Ingénieur en hydrocarbures, diplômé de l’IAP
de Boumerdès, Youcef Zirem exerce pendant près de trois ans dans
le secteur industriel avant de se convertir en journaliste suite à la
tolérance de la presse dite "indépendante" (parfois
"privée" également) par le régime d’Alger. Youcef
Zirem a parcouru nombres de rédactions comme La Tribune, le Quotidien d’Oran, Le Jeune Indépendant,
La Nation, etc. En 2002-2003, il effectue un bref séjour
à Paris où il participe à la création d’un hebdomadaire
kabyle intitulé "Le Kabyle de Paris" qui s’est, malheureusement,
éteint au bout du dixième numéro.
Il a à son actif cinq ouvrages dont Algérie, la guerre des ombres publié en Belgique (Grip - éditions Complexe) en 2002. Dans cet ouvrage Youcef ZIREM expose les dits mais aussi
les non-dits d’une tragédie. Disséquant le système algérien,
il révèle comment les hommes de l’ombre maintiennent la machine
du statu-quo. Il traitera de la prospérité des affaires des mafias
à travers la violence entretenue. Et comme le dit Pascal Fenaux dans
son introduction à l’ouvrage "[...]Youcef Zirem présente
un état des lieux de médias souvent contrôlés par
les services de renseignement, s’interroge sur la relation étroite entre
affaires et terrorisme, rappelle la confrontation franco-américaine à
propos du "marché" algérien. L’auteur met enfin en exergue
les mécanismes qui permettent au pouvoir de se maintenir en place. Un
pouvoir qui, grâce à l’argent du pétrole et un pluralisme
de façade, continue à rendre viable l’une des dictatures les plus
ingénieuses de la planète."
Nous publions ci-après un extrait du roman qui vient de paraître.
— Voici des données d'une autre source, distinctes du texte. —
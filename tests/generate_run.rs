//! Full generation run tests
//!
//! Each test lays out a player directory in a TempDir and runs the
//! generator over it with the built-in world.

use std::fs;
use std::path::Path;

use mw_generate::{GenerateError, GenerationPlan, Generator, GeneratorSettings};
use mw_options::{OptionValue, StaticRegistry, BUILTIN_GAME};
use tempfile::TempDir;

fn registry() -> StaticRegistry {
    StaticRegistry::builtin().unwrap()
}

/// Write `yaml` to `dir/name`, with `GAME` standing in for the built-in game name.
fn write_yaml(dir: &Path, name: &str, yaml: &str) {
    let yaml = yaml.replace("GAME", &format!("\"{}\"", BUILTIN_GAME));
    fs::write(dir.join(name), yaml).unwrap();
}

fn settings(dir: &Path, seed: u64) -> GeneratorSettings {
    GeneratorSettings {
        player_files_path: dir.to_path_buf(),
        seed: Some(seed),
        ..Default::default()
    }
}

fn run(settings: &GeneratorSettings) -> Result<GenerationPlan, GenerateError> {
    let registry = registry();
    Generator::new(settings, &registry).run()
}

fn player(dir: &Path, file: &str, name: &str) {
    write_yaml(
        dir,
        file,
        &format!(
            "name: {name}\ngame: GAME\nGAME:\n  goal:\n    bonetail: 1\n    shadow_queen: 1\n  starting_coins: random\n"
        ),
    );
}

// =============================================================================
// Slot assignment
// =============================================================================

#[test]
fn test_player_files_sorted_case_insensitively() {
    let dir = TempDir::new().unwrap();
    player(dir.path(), "Mario.yaml", "Mario");
    player(dir.path(), "luigi.yaml", "Luigi");

    let plan = run(&settings(dir.path(), 5)).unwrap();
    let slots: Vec<(usize, &str, &str)> = plan
        .players
        .iter()
        .map(|p| (p.slot, p.source.as_str(), p.name.as_str()))
        .collect();
    assert_eq!(slots, [(1, "luigi.yaml", "Luigi"), (2, "Mario.yaml", "Mario")]);
    assert!(plan.players.iter().all(|p| p.game == BUILTIN_GAME));
    assert_eq!(plan.inputs.len(), 2);
    assert!(plan.inputs.iter().all(|input| input.sha256.len() == 64));
}

#[test]
fn test_hidden_and_ini_files_skipped() {
    let dir = TempDir::new().unwrap();
    player(dir.path(), "Mario.yaml", "Mario");
    fs::write(dir.path().join(".hidden.yaml"), "not: [valid").unwrap();
    fs::write(dir.path().join("host.ini"), "[section]\nkey=value\n").unwrap();

    let plan = run(&settings(dir.path(), 5)).unwrap();
    assert_eq!(plan.players.len(), 1);
}

#[test]
fn test_multi_document_file_takes_consecutive_slots() {
    let dir = TempDir::new().unwrap();
    write_yaml(
        dir.path(),
        "duo.yaml",
        "name: Koops\ngame: GAME\nGAME: {}\n---\nname: Koopie\ngame: GAME\nGAME: {}\n",
    );
    player(dir.path(), "zess.yaml", "Zess");

    let plan = run(&settings(dir.path(), 1)).unwrap();
    let names: Vec<&str> = plan.players.iter().map(|p| p.name.as_str()).collect();
    assert_eq!(names, ["Koops", "Koopie", "Zess"]);
    assert_eq!(plan.players[1].slot, 2);
    assert_eq!(plan.players[1].source, "duo.yaml");
}

#[test]
fn test_weights_file_fills_remaining_slots() {
    let dir = TempDir::new().unwrap();
    write_yaml(dir.path(), "weights.yaml", "game: GAME\nGAME: {}\n");
    player(dir.path(), "Mario.yaml", "Mario");

    let settings = GeneratorSettings {
        players: 3,
        ..settings(dir.path(), 2)
    };
    let plan = run(&settings).unwrap();
    let names: Vec<&str> = plan.players.iter().map(|p| p.name.as_str()).collect();
    assert_eq!(names, ["Mario", "Player2", "Player3"]);
    assert!(plan.players[2].source.ends_with("weights.yaml"));
}

#[test]
fn test_name_defaults_to_file_stem() {
    let dir = TempDir::new().unwrap();
    write_yaml(dir.path(), "Goombella.yaml", "game: GAME\nGAME: {}\n");

    let plan = run(&settings(dir.path(), 2)).unwrap();
    assert_eq!(plan.players[0].name, "Goombella");
}

// =============================================================================
// Determinism
// =============================================================================

#[test]
fn test_same_seed_same_records() {
    let dir = TempDir::new().unwrap();
    player(dir.path(), "Mario.yaml", "Mario");
    player(dir.path(), "luigi.yaml", "Luigi");

    let first = run(&settings(dir.path(), 42)).unwrap();
    let second = run(&settings(dir.path(), 42)).unwrap();
    assert_eq!(first.seed_name, second.seed_name);
    for (a, b) in first.players.iter().zip(&second.players) {
        assert_eq!(a.digest().unwrap(), b.digest().unwrap());
    }
}

#[test]
fn test_race_keeps_seed_name() {
    let dir = TempDir::new().unwrap();
    player(dir.path(), "Mario.yaml", "Mario");

    let plain = run(&settings(dir.path(), 7)).unwrap();
    let race = run(&GeneratorSettings {
        race: true,
        ..settings(dir.path(), 7)
    })
    .unwrap();
    assert_eq!(plain.seed_name, race.seed_name);
    assert!(race.race);
    assert!(!plain.race);
}

#[test]
fn test_same_options_reuses_roll() {
    let dir = TempDir::new().unwrap();
    write_yaml(
        dir.path(),
        "weights.yaml",
        "game: GAME\nGAME:\n  starting_coins: random\n  yoshi_color:\n    red: 1\n    blue: 1\n    pink: 1\n",
    );
    let settings = GeneratorSettings {
        players: 4,
        same_options: true,
        ..settings(dir.path(), 11)
    };

    let plan = run(&settings).unwrap();
    assert_eq!(plan.players.len(), 4);
    for record in &plan.players[1..] {
        assert_eq!(record.options, plan.players[0].options);
    }
    let names: Vec<&str> = plan.players.iter().map(|p| p.name.as_str()).collect();
    assert_eq!(names, ["Player1", "Player2", "Player3", "Player4"]);
}

// =============================================================================
// Meta and JSON configuration
// =============================================================================

#[test]
fn test_meta_file_overrides_every_document() {
    let dir = TempDir::new().unwrap();
    player(dir.path(), "Mario.yaml", "Mario");
    player(dir.path(), "luigi.yaml", "Luigi");
    write_yaml(
        dir.path(),
        "meta.yaml",
        "meta_description: tournament\nGAME:\n  goal: crystal_stars\n",
    );

    let plan = run(&settings(dir.path(), 3)).unwrap();
    assert_eq!(plan.players.len(), 2);
    for record in &plan.players {
        assert_eq!(record.options["goal"], OptionValue::Choice("crystal_stars".into()));
    }
    assert_eq!(plan.inputs.len(), 3);
}

#[test]
fn test_meta_file_requires_description() {
    let dir = TempDir::new().unwrap();
    player(dir.path(), "Mario.yaml", "Mario");
    write_yaml(dir.path(), "meta.yaml", "GAME:\n  goal: crystal_stars\n");

    let err = run(&settings(dir.path(), 3)).unwrap_err();
    assert!(err.to_string().starts_with("No meta description found"));
}

#[test]
fn test_meta_with_same_options_rejected() {
    let dir = TempDir::new().unwrap();
    player(dir.path(), "Mario.yaml", "Mario");
    write_yaml(dir.path(), "meta.yaml", "meta_description: x\nGAME: {}\n");

    let settings = GeneratorSettings {
        same_options: true,
        ..settings(dir.path(), 3)
    };
    let err = run(&settings).unwrap_err();
    assert_eq!(err.to_string(), "Cannot mix same_options with a meta file");
}

#[test]
fn test_json_config_replaces_player_files() {
    let dir = TempDir::new().unwrap();
    player(dir.path(), "Mario.yaml", "Mario");

    let settings = GeneratorSettings {
        json_config: Some(r#"{"name": "Vivian", "options": {"goal": "bonetail"}}"#.to_string()),
        ..settings(dir.path(), 8)
    };
    let plan = run(&settings).unwrap();
    assert_eq!(plan.players.len(), 1);
    assert_eq!(plan.players[0].source, "json_config");
    assert_eq!(plan.players[0].name, "Vivian");
    assert_eq!(plan.players[0].options["goal"], OptionValue::Choice("bonetail".into()));
}

// =============================================================================
// Failures
// =============================================================================

#[test]
fn test_no_players_rejected() {
    let dir = TempDir::new().unwrap();
    let err = run(&settings(dir.path(), 1)).unwrap_err();
    assert!(err.to_string().starts_with("No individual player files found"));
}

#[test]
fn test_players_without_weights_rejected() {
    let dir = TempDir::new().unwrap();
    let settings = GeneratorSettings {
        players: 2,
        ..settings(dir.path(), 1)
    };
    let err = run(&settings).unwrap_err();
    assert!(err.to_string().starts_with("No weights found"));
}

#[test]
fn test_case_insensitive_name_collision() {
    let dir = TempDir::new().unwrap();
    player(dir.path(), "a.yaml", "Bob");
    player(dir.path(), "b.yaml", "bob");

    let err = run(&settings(dir.path(), 1)).unwrap_err();
    assert_eq!(err.to_string(), "Names have to be unique. Names: bob: 2");
}

#[test]
fn test_invalid_file_named_in_error() {
    let dir = TempDir::new().unwrap();
    write_yaml(dir.path(), "broken.yaml", "name: Broken\ngame: GAME\n");

    let err = run(&settings(dir.path(), 1)).unwrap_err();
    assert_eq!(err.to_string(), "File broken.yaml is invalid. Please fix your yaml.");
    match err {
        GenerateError::InvalidFile { source, .. } => {
            assert!(source.to_string().starts_with("No game options for selected game"));
        }
        other => panic!("unexpected {other:?}"),
    }
}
Cet extrait évoque l’assassinat de Kamal Amzal, étudiant kabyle,
en 1982 à Alger dans l’enceinte universitaire, par les frères
musulmans.

Extrait du roman "La vie est un grand mensonge" :
Tel un forcené, Nacer monte rapidement les escaliers du pavillon de l’Institut
du pétrole. Arrivé au quatrième étage, en un laps
de temps, il est au bout du couloir où se trouve la chambre commune à
Jeff et à Farid. Sans frapper à la porte, il y entre avec un terrible
fracas. A bout de souffle, il s’écrie : « les frérots,
les sales frérots ! » Allongés confortablement
sur leurs lits respectifs, Farid savourait une chronique ciné de l’inimitable
Serge Daney, parue dans Libération de la veille, tandis que Jeff terminait
de lire Désert. A la vue de Nacer, hors de ses états, ils se relèvent
d’un seul coup, prêts à la riposte.
Ils ont essayé de se défendre mais en vain.
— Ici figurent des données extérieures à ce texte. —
//! Per-participant settings resolution.

mod roll;

pub use roll::roll_settings;

use indexmap::IndexMap;
use mw_options::OptionValue;
use serde::{Deserialize, Serialize};

/// Settings rolled from one weights document.
///
/// `name` is the raw rolled name; templating and defaulting happen once the
/// participant's slot is known.
#[derive(Debug, Clone, PartialEq, Serialize, Deserialize)]
pub struct RolledSettings {
    pub game: String,
    pub name: Option<String>,
    /// Typed values in roll order: common options first, then the game's.
    pub options: IndexMap<String, OptionValue>,
    /// Keys of the game section that no option or trigger consumed.
    #[serde(default, skip_serializing_if = "Vec::is_empty")]
    pub unused_options: Vec<String>,
}
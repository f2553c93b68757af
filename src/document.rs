//! Loading weights documents from YAML (and JSON) sources.

use std::fs;
use std::path::Path;

use mw_options::BUILTIN_GAME;
use serde::Deserialize;
use serde_json::{Map, Value};
use sha2::{Digest, Sha256};

use crate::error::GenerateError;
use crate::version::GENERATOR_VERSION;
use crate::weights::Document;

const BOM: char = '\u{feff}';

/// A parsed source file and the digest of its raw bytes.
#[derive(Debug, Clone)]
pub struct SourceFile {
    pub documents: Vec<Document>,
    pub digest: String,
}

/// Read every document of a YAML stream at `path`.
pub fn read_documents(path: &Path) -> Result<Vec<Document>, GenerateError> {
    read_source(path).map(|source| source.documents)
}

/// Read every document of `path` together with the SHA-256 of the file.
pub fn read_source(path: &Path) -> Result<SourceFile, GenerateError> {
    let bytes = fs::read(path).map_err(|source| GenerateError::DocumentRead {
        path: path.to_path_buf(),
        source,
    })?;
    let digest = sha256_hex(&bytes);
    let text = String::from_utf8(bytes)
        .map_err(|e| GenerateError::DocumentParse(format!("Invalid UTF-8: {}", e)))?;
    Ok(SourceFile {
        documents: read_documents_str(&text)?,
        digest,
    })
}

/// Parse every non-empty document of a YAML stream.
pub fn read_documents_str(text: &str) -> Result<Vec<Document>, GenerateError> {
    let text = text.strip_prefix(BOM).unwrap_or(text);
    let mut documents = Vec::new();

    for (index, stream_doc) in serde_yaml::Deserializer::from_str(text).enumerate() {
        let value = serde_yaml::Value::deserialize(stream_doc).map_err(|e| syntax_error(text, e))?;
        match yaml_to_json(value) {
            Value::Null => continue,
            Value::Object(map) => documents.push(map),
            other => {
                return Err(GenerateError::DocumentParse(format!(
                    "Document {} is a {}, expected a mapping of options",
                    index + 1,
                    kind_name(&other)
                )))
            }
        }
    }
    Ok(documents)
}

fn syntax_error(text: &str, err: serde_yaml::Error) -> GenerateError {
    let Some(location) = err.location() else {
        return GenerateError::DocumentParse(err.to_string());
    };
    let message = err.to_string();
    let problem = match message.find(" at line ") {
        Some(pos) => message[..pos].to_string(),
        None => message,
    };
    let line = location.line();
    let context = text
        .lines()
        .nth(line.saturating_sub(1))
        .unwrap_or_default()
        .to_string();
    GenerateError::DocumentSyntax {
        problem,
        line,
        context,
        pointer: format!("{}^", " ".repeat(location.column().saturating_sub(1))),
    }
}

/// Convert a YAML value into the engine's tree.
///
/// Mapping keys become strings: null is `""`, booleans and numbers use
/// their textual form. Tags are dropped.
pub fn yaml_to_json(yaml: serde_yaml::Value) -> Value {
    match yaml {
        serde_yaml::Value::Null => Value::Null,
        serde_yaml::Value::Bool(b) => Value::Bool(b),
        serde_yaml::Value::Number(n) => {
            if let Some(i) = n.as_i64() {
                Value::from(i)
            } else if let Some(u) = n.as_u64() {
                Value::from(u)
            } else {
                n.as_f64()
                    .and_then(serde_json::Number::from_f64)
                    .map(Value::Number)
                    .unwrap_or(Value::Null)
            }
        }
        serde_yaml::Value::String(s) => Value::String(s),
        serde_yaml::Value::Sequence(seq) => Value::Array(seq.into_iter().map(yaml_to_json).collect()),
        serde_yaml::Value::Mapping(mapping) => Value::Object(
            mapping
                .into_iter()
                .map(|(k, v)| (key_text(k), yaml_to_json(v)))
                .collect(),
        ),
        serde_yaml::Value::Tagged(tagged) => yaml_to_json(tagged.value),
    }
}

fn key_text(key: serde_yaml::Value) -> String {
    match key {
        serde_yaml::Value::Null => String::new(),
        serde_yaml::Value::Bool(b) => b.to_string(),
        serde_yaml::Value::Number(n) => n.to_string(),
        serde_yaml::Value::String(s) => s,
        serde_yaml::Value::Tagged(tagged) => key_text(tagged.value),
        other => serde_yaml::to_string(&other)
            .map(|s| s.trim().to_string())
            .unwrap_or_default(),
    }
}

fn kind_name(value: &Value) -> &'static str {
    match value {
        Value::Null => "null",
        Value::Bool(_) => "boolean",
        Value::Number(_) => "number",
        Value::String(_) => "string",
        Value::Array(_) => "list",
        Value::Object(_) => "mapping",
    }
}

/// Parse a JSON player configuration given inline or as a path to a file.
pub fn load_json_config(source: &str) -> Result<Value, GenerateError> {
    let trimmed = source.trim_start();
    if trimmed.starts_with('{') {
        return serde_json::from_str(trimmed).map_err(|e| GenerateError::JsonConfig(e.to_string()));
    }
    let path = Path::new(source);
    let text = fs::read_to_string(path).map_err(|source| GenerateError::DocumentRead {
        path: path.to_path_buf(),
        source,
    })?;
    serde_json::from_str(text.trim_start_matches(BOM))
        .map_err(|e| GenerateError::JsonConfig(e.to_string()))
}

/// Build a weights document for the built-in game from a JSON configuration.
///
/// Game options come from `options`, or from a key named after the game.
pub fn json_to_document(config: &Value) -> Result<Document, GenerateError> {
    let config = config
        .as_object()
        .ok_or_else(|| GenerateError::JsonConfig("expected a JSON object".to_string()))?;

    let options = config
        .get("options")
        .or_else(|| config.get(BUILTIN_GAME))
        .cloned()
        .unwrap_or_else(|| Value::Object(Map::new()));
    if !options.is_object() {
        return Err(GenerateError::JsonConfig("options must be an object".to_string()));
    }

    let mut requires = Map::new();
    requires.insert("version".to_string(), Value::from(GENERATOR_VERSION));

    let mut document = Document::new();
    document.insert(
        "name".to_string(),
        config.get("name").cloned().unwrap_or_else(|| Value::from("Player1")),
    );
    document.insert(
        "description".to_string(),
        config
            .get("description")
            .cloned()
            .unwrap_or_else(|| Value::from("Generated configuration")),
    );
    document.insert("game".to_string(), Value::from(BUILTIN_GAME));
    document.insert("requires".to_string(), Value::Object(requires));
    document.insert(BUILTIN_GAME.to_string(), options);
    Ok(document)
}

/// Lowercase hex SHA-256 of `bytes`.
pub fn sha256_hex(bytes: &[u8]) -> String {
    let mut hasher = Sha256::new();
    hasher.update(bytes);
    hex::encode(hasher.finalize())
}
//! Options shared by every game.

use indexmap::IndexMap;

use crate::kinds::{Choice, ItemCounter, ItemList, ItemSet, Passthrough, Range};
use crate::option::{GameOption, OptionTable};
use crate::plando::PlandoCapability;

fn table(options: Vec<Box<dyn GameOption>>) -> OptionTable {
    options
        .into_iter()
        .map(|option| (option.key().to_string(), option))
        .collect()
}

/// Options resolved from the document root for every participant.
pub fn common_options() -> OptionTable {
    table(vec![
        Box::new(Range {
            key: "progression_balancing".to_string(),
            min: 0,
            max: 99,
            default: 50,
            special: IndexMap::from([
                ("disabled".to_string(), 0),
                ("normal".to_string(), 50),
                ("extreme".to_string(), 99),
            ]),
        }),
        Box::new(Choice {
            key: "accessibility".to_string(),
            choices: vec!["full".to_string(), "minimal".to_string()],
            aliases: IndexMap::from([("locations".to_string(), "full".to_string())]),
            default: "full".to_string(),
        }),
    ])
}

/// Options every game accepts inside its own section.
///
/// Includes the [`common_options`], which a game section may override.
pub fn per_game_common_options() -> OptionTable {
    let mut options = common_options();
    let sets = [
        "local_items",
        "non_local_items",
        "start_hints",
        "start_location_hints",
        "exclude_locations",
        "priority_locations",
    ];
    for key in sets {
        options.insert(
            key.to_string(),
            Box::new(ItemSet { key: key.to_string(), valid_keys: None }),
        );
    }
    options.insert(
        "start_inventory".to_string(),
        Box::new(ItemCounter { key: "start_inventory".to_string(), valid_keys: None }),
    );
    options.insert(
        "item_links".to_string(),
        Box::new(Passthrough { key: "item_links".to_string(), plando: None }),
    );
    options.insert(
        "plando_items".to_string(),
        Box::new(Passthrough {
            key: "plando_items".to_string(),
            plando: Some(PlandoCapability::Items),
        }),
    );
    options.insert(
        "start_inventory_from_pool".to_string(),
        Box::new(ItemList { key: "start_inventory_from_pool".to_string(), valid_keys: None }),
    );
    options
}

#[cfg(test)]
mod tests {
    use super::*;

    #[test]
    fn test_common_is_subset_of_per_game() {
        let common = common_options();
        let per_game = per_game_common_options();
        for key in common.keys() {
            assert!(per_game.contains_key(key));
        }
        assert!(per_game.contains_key("local_items"));
        assert!(!common.contains_key("local_items"));
    }

    #[test]
    fn test_collection_options_not_weighted() {
        let per_game = per_game_common_options();
        assert!(!per_game["start_inventory"].supports_weighting());
        assert!(!per_game["plando_items"].supports_weighting());
        assert!(per_game["accessibility"].supports_weighting());
    }
}
//! Percentage-gated overlays listed under `linked_options`.

use serde_json::Value;
use tracing::debug;

use super::{percentage_value, scalar_text, target_mut, update_weights, Document};
use crate::error::GenerateError;
use crate::rng::RollRng;

/// Apply every linked option set to a copy of `document`, in order.
///
/// Later sets see the effect of earlier ones. The input document is never
/// modified.
pub fn roll_linked_options(
    document: &Document,
    rng: &mut RollRng,
) -> Result<Document, GenerateError> {
    let mut weights = document.clone();
    let sets = match document.get("linked_options") {
        None | Some(Value::Null) => return Ok(weights),
        Some(Value::Array(sets)) => sets,
        Some(_) => return Err(GenerateError::config("linked_options must be a list.")),
    };

    for set in sets {
        let name = set
            .get("name")
            .and_then(scalar_text)
            .ok_or_else(|| GenerateError::config("One of your linked options does not have a name."))?;

        apply_set(&mut weights, set, &name, rng).map_err(|source| GenerateError::LinkedOption {
            name: name.clone(),
            source: Box::new(source),
        })?;
    }
    Ok(weights)
}

fn apply_set(
    weights: &mut Document,
    set: &Value,
    name: &str,
    rng: &mut RollRng,
) -> Result<(), GenerateError> {
    let percentage = set
        .get("percentage")
        .and_then(percentage_value)
        .ok_or_else(|| GenerateError::config("percentage must be a number."))?;

    if !rng.roll_percentage(percentage) {
        debug!(linked_option = name, percentage, "linked option not rolled");
        return Ok(());
    }
    debug!(linked_option = name, percentage, "applying linked option");

    let options = match set.get("options") {
        Some(Value::Object(options)) => options,
        _ => return Err(GenerateError::config("options must be a mapping of categories.")),
    };
    for (category, delta) in options {
        let delta = delta.as_object().ok_or_else(|| {
            GenerateError::config(format!("Options for category \"{}\" must be a mapping.", category))
        })?;
        update_weights(target_mut(weights, category)?, delta)?;
    }
    Ok(())
}
//! Generator settings
//!
//! Settings are merged from three layers:
//! 1. Built-in defaults
//! 2. Host settings file (generator.toml)
//! 3. CLI flags

mod defaults;
mod effective;
mod merge;

pub use defaults::GeneratorDefaults;
pub use effective::{
    EffectiveSettings, GeneratorSettings, SettingsError, SettingsOrigin, SettingsSource,
    HOST_SETTINGS_FILE,
};
pub use merge::{deep_merge, merge_layers};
Les barbus étaient plus nombreux. Ils avaient des renforts importants.
Leurs complices non-étudiants étaient une légion. Ils avaient
des couteaux, des sabres, des haches.
Tout de suite après, Farid et ses deux amis sont dans les rues de Sedrem.
La cité-dortoir est encore calme.
Les habitants vaquent normalement à leurs occupations, cependant les
Land Rover de la gendarmerie vont et s’en viennent d’une manière inhabituelle.
En fin de journée, la triste nouvelle se propage dans toute la région.
Les visages deviennent effarés, les regards torves sont à chaque
coin de rue, les allusions à la vengeance, à peine voilées,
sont sur beaucoup de lèvres. Les islamistes se font prudents et se regroupent
dans les locaux qu’ils ont aménagés en mosquées. La nuit
venue, les gendarmes de Sedrem découvrent dans la cour de l’Institut
des industries légères un fourgon bourré d’explosifs et
d’armes blanches, appartenant aux barbus. Les gendarmes ne font rien du tout.
L’ordre vient d’en haut : il faut prêter main forte aux islamistes,
il faut les aider afin qu’ils détruisent la revendication identitaire
berbère. Le lendemain matin, Jeff et Farid sèchent leurs cours
et prennent le train à destination de Tizi-Ouzou, la métropole
kabyle. A leur arrivée au centre universitaire de Hasnaoua, des milliers
de personnes sont déjà là. Elles attendent les moyens de
transport en direction du village meurtri de Tiferdoudt. Sur ces collines oubliées,
elles vont saluer pour la dernière fois, Amzal Kamel, lâchement
assassiné le 2 novembre 1982, à l’âge de vingt-deux ans.
Youcef Zirem, La Vie est un grand mensonge (roman), éditions Zirem, Alger, 2005.
116 pages.
Ouvrage disponible, pour le moment, en Kabylie et à Alger.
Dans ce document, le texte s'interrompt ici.